Una storia da seguire con facilità
Quale futuro ha il parlamentarismo? «Nessun futuro», dice Schmitt nel 1982, a quasi cinquant'anni dal tracollo della Repubblica di Weimar. Partiti politici, sindacati, gruppi di pressione, lobby e potentati economici, in guerra gli uni contro gli altri, forti dell'arma della legalità statale con la quale esercitare il dominio sugli uomini senza assumersi alcuna responsabilità connessa al proprio operare, sono i nuovi dèi dell'epoca nostra, che della pace fanno il loro baluardo e la esportano con la guerra. Il decisionismo schmittiano è l'ultimo, grande tentativo della modernità politica di «produrre ordine» in un mondo in dissoluzione.

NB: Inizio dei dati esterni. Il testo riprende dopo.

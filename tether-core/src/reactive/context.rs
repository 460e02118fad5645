//! Capture Context
//!
//! A capture window records every property read while an expression runs.
//! This is how computed values and reactions discover their dependencies:
//! by executing the expression once and recording what it touches.
//!
//! # Implementation
//!
//! We use a thread-local stack of capture frames. Opening a
//! [`CaptureWindow`] pushes a frame; dropping or finishing it pops the frame.
//! A read emitted on a get observer is recorded only in the innermost frame
//! opened for that same observer, so nested windows (a computed evaluated
//! while another computed is evaluating) each see only their own reads.
//!
//! Frames are tagged with the observer that opened them, which keeps
//! isolated runtimes from recording into each other's windows.

use std::cell::RefCell;
use std::marker::PhantomData;
use std::sync::atomic::{AtomicU64, Ordering};

use indexmap::IndexSet;

use crate::observer::PropertyId;

/// Distinct properties read during a capture window, in first-read order.
pub type DependencySet = IndexSet<PropertyId>;

/// Identifies the get observer a capture frame belongs to.
#[derive(Debug, Clone, Copy, PartialEq, Eq, Hash)]
pub struct ObserverId(u64);

impl ObserverId {
    pub fn new() -> Self {
        static COUNTER: AtomicU64 = AtomicU64::new(0);
        Self(COUNTER.fetch_add(1, Ordering::Relaxed))
    }
}

impl Default for ObserverId {
    fn default() -> Self {
        Self::new()
    }
}

#[derive(Debug, Clone, Copy, PartialEq, Eq)]
struct WindowId(u64);

impl WindowId {
    fn new() -> Self {
        static COUNTER: AtomicU64 = AtomicU64::new(0);
        Self(COUNTER.fetch_add(1, Ordering::Relaxed))
    }
}

thread_local! {
    static CAPTURE_STACK: RefCell<Vec<CaptureFrame>> = const { RefCell::new(Vec::new()) };
}

#[derive(Debug)]
struct CaptureFrame {
    window: WindowId,
    observer: ObserverId,
    dependencies: DependencySet,
}

/// Guard for an open capture window.
///
/// The window closes when the guard is finished or dropped, which keeps the
/// stack balanced even if the expression panics. The guard is tied to the
/// thread that opened it.
#[must_use = "a capture window records nothing useful unless it is finished"]
pub struct CaptureWindow {
    window: WindowId,
    observer: ObserverId,
    open: bool,
    _not_send: PhantomData<*const ()>,
}

impl CaptureWindow {
    /// Open a window recording reads emitted on `observer`.
    pub fn enter(observer: ObserverId) -> Self {
        let window = WindowId::new();
        CAPTURE_STACK.with(|stack| {
            stack.borrow_mut().push(CaptureFrame {
                window,
                observer,
                dependencies: DependencySet::new(),
            });
        });
        tracing::trace!(window = window.0, "capture window opened");

        Self {
            window,
            observer,
            open: true,
            _not_send: PhantomData,
        }
    }

    /// Close the window and return what it recorded.
    pub fn finish(mut self) -> DependencySet {
        self.close()
    }

    /// The observer this window records for.
    pub fn observer(&self) -> ObserverId {
        self.observer
    }

    fn close(&mut self) -> DependencySet {
        if !self.open {
            return DependencySet::new();
        }
        self.open = false;

        let popped = CAPTURE_STACK.with(|stack| stack.borrow_mut().pop());
        match popped {
            Some(frame) => {
                // Windows close in LIFO order; a mismatch is a bug in the core.
                debug_assert_eq!(
                    frame.window, self.window,
                    "CaptureWindow mismatch: expected {:?}, got {:?}",
                    self.window, frame.window
                );
                tracing::trace!(
                    window = self.window.0,
                    dependencies = frame.dependencies.len(),
                    "capture window closed"
                );
                frame.dependencies
            }
            None => DependencySet::new(),
        }
    }

    /// Record a read in the innermost window opened for `observer`.
    ///
    /// Returns `false` if no such window is open.
    pub fn record(observer: ObserverId, property: PropertyId) -> bool {
        CAPTURE_STACK.with(|stack| {
            let mut stack = stack.borrow_mut();
            match stack.iter_mut().rev().find(|frame| frame.observer == observer) {
                Some(frame) => {
                    frame.dependencies.insert(property);
                    true
                }
                None => false,
            }
        })
    }

    /// Whether a window is open for `observer` on this thread.
    pub fn is_active(observer: ObserverId) -> bool {
        CAPTURE_STACK.with(|stack| stack.borrow().iter().any(|frame| frame.observer == observer))
    }

    /// Number of open windows on this thread.
    pub fn depth() -> usize {
        CAPTURE_STACK.with(|stack| stack.borrow().len())
    }
}

impl Drop for CaptureWindow {
    fn drop(&mut self) {
        self.close();
    }
}
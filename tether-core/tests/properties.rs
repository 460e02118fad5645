//! Property-Based Tests for the Reactive Runtime
//!
//! ## Properties Verified
//!
//! - Termination runs every cleanup exactly once, however often it is called
//! - A reaction fires once per value-changing write outside a transaction
//! - A reaction fires at most once per transaction
//! - A computed value always agrees with its expression over current state
//! - An autorun runs once initially plus once per change

use std::sync::atomic::{AtomicUsize, Ordering};
use std::sync::Arc;

use proptest::prelude::*;

use tether_core::lifetime::Lifetime;
use tether_core::reactive::{ReactionOptions, Runtime};

fn counter() -> (Arc<AtomicUsize>, impl Fn() + Send + Sync + 'static) {
    let count = Arc::new(AtomicUsize::new(0));
    let c = count.clone();
    (count, move || {
        c.fetch_add(1, Ordering::SeqCst);
    })
}

// ============================================================================
// Lifetime Properties
// ============================================================================

proptest! {
    /// Property: every cleanup in a lifetime tree runs exactly once
    #[test]
    fn prop_cleanups_run_once(
        shape in prop::collection::vec(0usize..8, 1..24),
        terminations in 1usize..4
    ) {
        let root = Lifetime::new();
        let mut nodes = vec![root.clone()];
        let count = Arc::new(AtomicUsize::new(0));

        // Each entry picks the parent of the next node among those so far.
        for pick in &shape {
            let parent = nodes[pick % nodes.len()].clone();
            let child = parent.nested();
            let c = count.clone();
            child.on_terminate(move || {
                c.fetch_add(1, Ordering::SeqCst);
            });
            nodes.push(child);
        }

        for _ in 0..terminations {
            root.terminate();
        }

        prop_assert_eq!(count.load(Ordering::SeqCst), shape.len());
        prop_assert!(nodes.iter().all(Lifetime::is_terminated));
    }
}

// ============================================================================
// Notification Properties
// ============================================================================

proptest! {
    /// Property: outside transactions, one notification per changing write
    #[test]
    fn prop_one_notification_per_changing_write(
        writes in prop::collection::vec(0i32..4, 0..32)
    ) {
        let runtime = Runtime::new();
        let owner = Lifetime::new();
        let cell = runtime.observable(0);
        let (count, handler) = counter();

        let source = cell.clone();
        runtime.reaction(&owner, move || source.get(), ReactionOptions::DEFAULT, handler);

        let mut current = 0;
        let mut expected = 0;
        for value in writes {
            if value != current {
                expected += 1;
                current = value;
            }
            cell.set(value);
        }

        prop_assert_eq!(count.load(Ordering::SeqCst), expected);
    }

    /// Property: a transaction notifies a shared reaction at most once
    #[test]
    fn prop_transaction_notifies_at_most_once(
        writes in prop::collection::vec((0usize..4, 0i32..3), 0..24)
    ) {
        let runtime = Runtime::new();
        let owner = Lifetime::new();
        let cells: Vec<_> = (0..4).map(|_| runtime.observable(0)).collect();
        let (count, handler) = counter();

        let sources = cells.clone();
        runtime.reaction(
            &owner,
            move || sources.iter().map(|cell| cell.get()).sum::<i32>(),
            ReactionOptions::DEFAULT,
            handler,
        );

        let changed = runtime.action(|| {
            let mut changed = false;
            for (index, value) in &writes {
                changed |= cells[*index].set(*value);
            }
            changed
        });

        prop_assert_eq!(count.load(Ordering::SeqCst), usize::from(changed));
    }
}

// ============================================================================
// Derivation Properties
// ============================================================================

proptest! {
    /// Property: a computed value agrees with its expression, and evaluates
    /// at most once per invalidation
    #[test]
    fn prop_computed_agrees_with_expression(
        steps in prop::collection::vec(prop::option::of(-50i64..50), 1..32)
    ) {
        let runtime = Runtime::new();
        let lifetime = Lifetime::new();
        let a = runtime.observable(1i64);
        let b = runtime.observable(2i64);

        let (x, y) = (a.clone(), b.clone());
        let product = runtime.computed(&lifetime, move || x.get() * y.get());

        let mut reads = 0;
        for (i, step) in steps.iter().enumerate() {
            match step {
                Some(value) if i % 2 == 0 => { a.set(*value); }
                Some(value) => { b.set(*value); }
                None => {
                    reads += 1;
                    prop_assert_eq!(product.get(), a.get_untracked() * b.get_untracked());
                }
            }
        }

        prop_assert!(product.evaluation_count() <= reads);
    }

    /// Property: an autorun runs N + 1 times for N changing writes
    #[test]
    fn prop_autorun_runs_per_change(
        writes in prop::collection::vec(0u8..3, 0..24)
    ) {
        let runtime = Runtime::new();
        let owner = Lifetime::new();
        let cell = runtime.observable(0u8);

        let source = cell.clone();
        let run = runtime.autorun(&owner, move || {
            source.get();
        });

        let changes = writes.iter().filter(|value| cell.set(**value)).count();
        prop_assert_eq!(run.run_count(), changes + 1);

        owner.terminate();
        cell.set(cell.get_untracked().wrapping_add(1));
        prop_assert_eq!(run.run_count(), changes + 1);
    }
}
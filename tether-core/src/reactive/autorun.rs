//! Autorun Implementation
//!
//! An autorun is a side-effecting handler that re-runs whenever anything it
//! read on its previous run changes.
//!
//! # How Autoruns Work
//!
//! 1. When created, the handler runs immediately inside a capture window.
//!
//! 2. The captured reads are subscribed with a one-shot reaction, scoped by
//!    a fresh child lifetime for this run.
//!
//! 3. The first change fires the reaction, which terminates the run's
//!    lifetime and starts the next run. Dependencies are rediscovered every
//!    time, so branches the handler stops taking stop triggering it.
//!
//! # States
//!
//! `Idle` waits for a change, `Scheduled` has a run pending, `Running` is
//! inside the handler and `Disposed` is final. Terminating the owner
//! disposes the autorun.
//!
//! # Ownership
//!
//! The owner keeps the autorun alive, so dropping every [`Autorun`] handle
//! does not stop it. The autorun only holds the owner weakly: an owner
//! dropped without being terminated frees the autorun and its handler.
//!
//! # Panics
//!
//! If the handler panics, the reads it made before panicking are still
//! subscribed, the autorun returns to `Idle`, and the panic is resumed.

use std::fmt;
use std::panic::{self, AssertUnwindSafe};
use std::sync::atomic::{AtomicUsize, Ordering};
use std::sync::Arc;

use parking_lot::Mutex;

use super::reaction::{reaction, DependencySubscription, ReactionOptions};
use crate::lifetime::{CleanupKey, Lifetimed, SequentialLifetimes, WeakLifetime};
use crate::observer::{PropertyGetEmitter, PropertySetEmitter};

/// Where an autorun is in its cycle.
#[derive(Debug, Clone, Copy, PartialEq, Eq)]
pub enum AutorunState {
    Idle,
    Scheduled,
    Running,
    Disposed,
}

struct AutorunShared {
    handler: Box<dyn Fn() + Send + Sync>,
    set_emitter: Box<dyn PropertySetEmitter>,
    get_emitter: Box<dyn PropertyGetEmitter>,
    /// Runs, nested in a child scope of the owner.
    runs: SequentialLifetimes,
    owner: WeakLifetime,
    /// Registration on the owner that disposes this autorun.
    owner_cleanup: Mutex<Option<CleanupKey>>,
    state: Mutex<AutorunState>,
    run_count: AtomicUsize,
    dependency_count: AtomicUsize,
}

impl AutorunShared {
    fn schedule(self: &Arc<Self>) {
        {
            let mut state = self.state.lock();
            if *state != AutorunState::Idle {
                return;
            }
            *state = AutorunState::Scheduled;
        }
        self.step();
    }

    fn step(self: &Arc<Self>) {
        {
            let mut state = self.state.lock();
            if *state != AutorunState::Scheduled {
                return;
            }
            *state = AutorunState::Running;
        }

        let run = self.runs.next();
        let count = self.run_count.fetch_add(1, Ordering::Relaxed) + 1;
        tracing::debug!(run = count, "autorun");

        let window = self.get_emitter.capture();
        let outcome = panic::catch_unwind(AssertUnwindSafe(|| (self.handler)()));
        let dependencies = window.finish();
        self.dependency_count.store(dependencies.len(), Ordering::Relaxed);

        let weak = Arc::downgrade(self);
        let subscription = DependencySubscription::new(self.set_emitter.as_ref(), dependencies);
        reaction(&run, &subscription, ReactionOptions::ONCE, move || {
            if let Some(shared) = weak.upgrade() {
                shared.schedule();
            }
        });

        {
            let mut state = self.state.lock();
            if *state == AutorunState::Running {
                *state = AutorunState::Idle;
            }
        }

        if let Err(payload) = outcome {
            panic::resume_unwind(payload);
        }
    }

    fn dispose(&self) {
        let previous = std::mem::replace(&mut *self.state.lock(), AutorunState::Disposed);
        if previous != AutorunState::Disposed {
            tracing::debug!(runs = self.run_count.load(Ordering::Relaxed), "autorun disposed");
        }
        // Terminating the scope also withdraws it from the owner.
        self.runs.lifetime().terminate();

        let key = self.owner_cleanup.lock().take();
        if let (Some(key), Some(owner)) = (key, self.owner.upgrade()) {
            owner.cancel(key);
        }
    }
}

/// Handle to a running autorun.
///
/// Cloning an `Autorun` creates another handle to the **same** autorun.
#[derive(Clone)]
pub struct Autorun {
    shared: Arc<AutorunShared>,
}

impl Autorun {
    pub fn state(&self) -> AutorunState {
        *self.shared.state.lock()
    }

    /// Stop re-running and release the current subscriptions.
    pub fn dispose(&self) {
        self.shared.dispose();
    }

    pub fn is_disposed(&self) -> bool {
        self.state() == AutorunState::Disposed
    }

    /// How many times the handler has run.
    pub fn run_count(&self) -> usize {
        self.shared.run_count.load(Ordering::Relaxed)
    }

    /// Distinct properties read by the latest run.
    pub fn dependency_count(&self) -> usize {
        self.shared.dependency_count.load(Ordering::Relaxed)
    }
}

impl fmt::Debug for Autorun {
    fn fmt(&self, f: &mut fmt::Formatter<'_>) -> fmt::Result {
        f.debug_struct("Autorun")
            .field("state", &self.state())
            .field("run_count", &self.run_count())
            .field("dependency_count", &self.dependency_count())
            .finish()
    }
}

/// Run `handler` now and again whenever anything it read changes, until
/// `owner` terminates or the autorun is disposed.
///
/// If `owner` is already terminated, the handler never runs.
pub fn autorun<O, S, G, F>(owner: &O, set_emitter: S, get_emitter: G, handler: F) -> Autorun
where
    O: Lifetimed + ?Sized,
    S: PropertySetEmitter + 'static,
    G: PropertyGetEmitter + 'static,
    F: Fn() + Send + Sync + 'static,
{
    let shared = Arc::new(AutorunShared {
        handler: Box::new(handler),
        set_emitter: Box::new(set_emitter),
        get_emitter: Box::new(get_emitter),
        runs: SequentialLifetimes::new(&owner.lifetime().nested()),
        owner: owner.lifetime().downgrade(),
        owner_cleanup: Mutex::new(None),
        state: Mutex::new(AutorunState::Idle),
        run_count: AtomicUsize::new(0),
        dependency_count: AtomicUsize::new(0),
    });

    let disposer = Arc::clone(&shared);
    let key = owner.lifetime().when_terminated(move || disposer.dispose());
    *shared.owner_cleanup.lock() = key;

    shared.schedule();
    Autorun { shared }
}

Quale futuro ha il parlamentarismo? «Nessun futuro», dice Schmitt nel 1982, a quasi cinquant'anni dal tracollo della Repubblica di Weimar. Partiti politici, sindacati, gruppi di pressione, lobby e potentati economici, in guerra gli uni contro gli altri, forti dell'arma della legalità statale con la quale esercitare il dominio sugli uomini senza assumersi alcuna responsabilità connessa al proprio operare, sono i nuovi dèi dell'epoca nostra, che della pace fanno il loro baluardo e la esportano con la guerra. Il decisionismo schmittiano è l'ultimo, grande tentativo della modernità politica di «produrre ordine» in un mondo in dissoluzione.
Funziona bene per chi vuole entrare in una storia senza attriti inutili, lasciando che siano personaggi, atmosfera e sviluppo a guidare la lettura.